***
Смертные отложили масштабные открытия до лучших времен. На Олимпе в тот вечер было тихо. Встретившись, братья взглянули друг на друга иначе: без прежнего высокомерия и снисхождения, но с пониманием, сочувствием. Слова были лишними, а впечатления читались по изнуренным лицам, ссутулившимся спинам и потухшим глазам. Устало вздохнули и, опустив головы, стали разбредаться по своим владениям. Несмелое «Жулики!» раздалось вслед владыкам неба и подземелья, но растворилось в воздухе раньше, чем достигло цели. И только одна мысль на троих: у каждого свой жребий.Олимп
4 августа 2015 г. в 23:26
Непривычное обилие цвета резало глаза; блики света, падающего на белоснежный мрамор, заставляли щуриться. В просторных покоях, среди торжества щедрости и изобилия (по мнению Аида это было банальным безобразием) трон был найден не сразу, а идти к нему приходилось практически на ощупь. Хаотично раскиданные бархатные подушки, будто мягкие, коварные капканы, лезли под ноги, грозя столкнуть не только стопы, но и лицо идущего по ним с нагретым полом.
На этом трудности не закончились. На раскаленное золото невозможно сесть, к нему больно прислониться. Даже стоять рядом с разве что не сверкающим троном, словно высеченным из гигантского драгоценного слитка – и то горячо.
Взмах руки бога решает многие проблемы. В миг на широких полукруглых окнах повисли тяжелые темно-красные шторы, не пропускающие ни капли света. Пара факелов дополнила идеальную в понимании обитателя подземелья обстановку, создавая иллюзию причудливых теней на стенах.

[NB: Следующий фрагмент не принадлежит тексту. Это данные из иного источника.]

//! Classifier training, evaluation and persistence.

pub mod metrics;
pub mod mlp;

Первый час Аид сидел неподвижно, осматривая комнату и заодно меняя некоторые детали интерьера, особо выбивавшиеся из общей картины. Опустошенные кубки сформировали пару внушительных колонн на углу стола, подушки виновато попрятались в углы, мрамор остывал, послушно испаряя остатки тепла. Второй и третий часы были потрачены на поиск наиболее удобной позы – золото оказалось не самым комфортным металлом. Закинув ноги на правый подлокотник и опираясь спиной на левый, Аид размышлял о том, с каких пор стал таким сговорчивым.
– Гермес!
Шел четвертый час.
Обычно Психопомп за словом в карман не лез. Но сейчас дар красноречия постепенно улетучивался, развеваясь пылью по прохладным покоям, сливаясь с тусклым светом свечей. Безысходность легла на плечи тяжелым грузом. Кого обвинят в превращении Олимпа в это? Кто будет отвечать перед Зевсом?
Явно не дядя.
– Да, владыка?
– А что делать-то надо?
Часто самые незамысловатые вопросы и ставят в тупик. Попробуй, объясни, чем обычно занимается отец... Тут и сам усомнишься в пользе верховной власти.

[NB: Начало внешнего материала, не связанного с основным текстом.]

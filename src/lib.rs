//! BISINDO hand-sign letter recognition from hand landmarks.
//!
//! Detector output is normalized into feature vectors, recorded per letter,
//! assembled into a dataset, fitted with a small MLP and classified live.

/// Application directory helpers.
pub mod app_dirs;
/// Atomic file replacement.
pub mod atomic_file;
/// Recognizer settings persisted as TOML.
pub mod config;
/// Letter collections and dataset assembly.
pub mod dataset;
/// Hand-landmark detector boundary.
pub mod detector;
/// Live letter prediction.
pub mod inference;
/// Landmark normalization into feature vectors.
pub mod landmarks;
/// Logging initialization.
pub mod logging;
/// Classifier training and persistence.
pub mod ml;
/// Recording sessions and challenge evaluation.
pub mod session;
/// Frame-driven flows and background training.
pub mod workflow;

«Прячет любовниц от Геры?» – предложила надежда.
«Это очень важно для смертных» – усмехнулся здравый смысл.
«Разрешает внутренние споры!»
«А перед этим сам их и устраивает».
«Он выше всех богов стоит!» – надежда на то и надежда, что последнее слово всегда за ней.
– Ну... управлять... – слова упорно отказывались связываться друг с другом. – Судьбу мира решать...
– Не хочу, – капризный ребенок в душе Аида сегодня праздновал победу. – У меня есть идея получше. Знаешь, какая самая незаменимая вещь на Олимпе?
– Зевс Всемогущий... – тихий выдох относился не столько к заданному вопросу, сколько был проявлением отчаяния, которое, расправившись с эфемерной душой, уже не стыдясь обгладывало косточки посланника богов.
– Не совсем.
Аид взял со стола шлем-невидимку, демонстративно поворачивая его в руках – чтобы племянник запомнил, что без Зевса, в принципе, на Олимпе обойтись можно.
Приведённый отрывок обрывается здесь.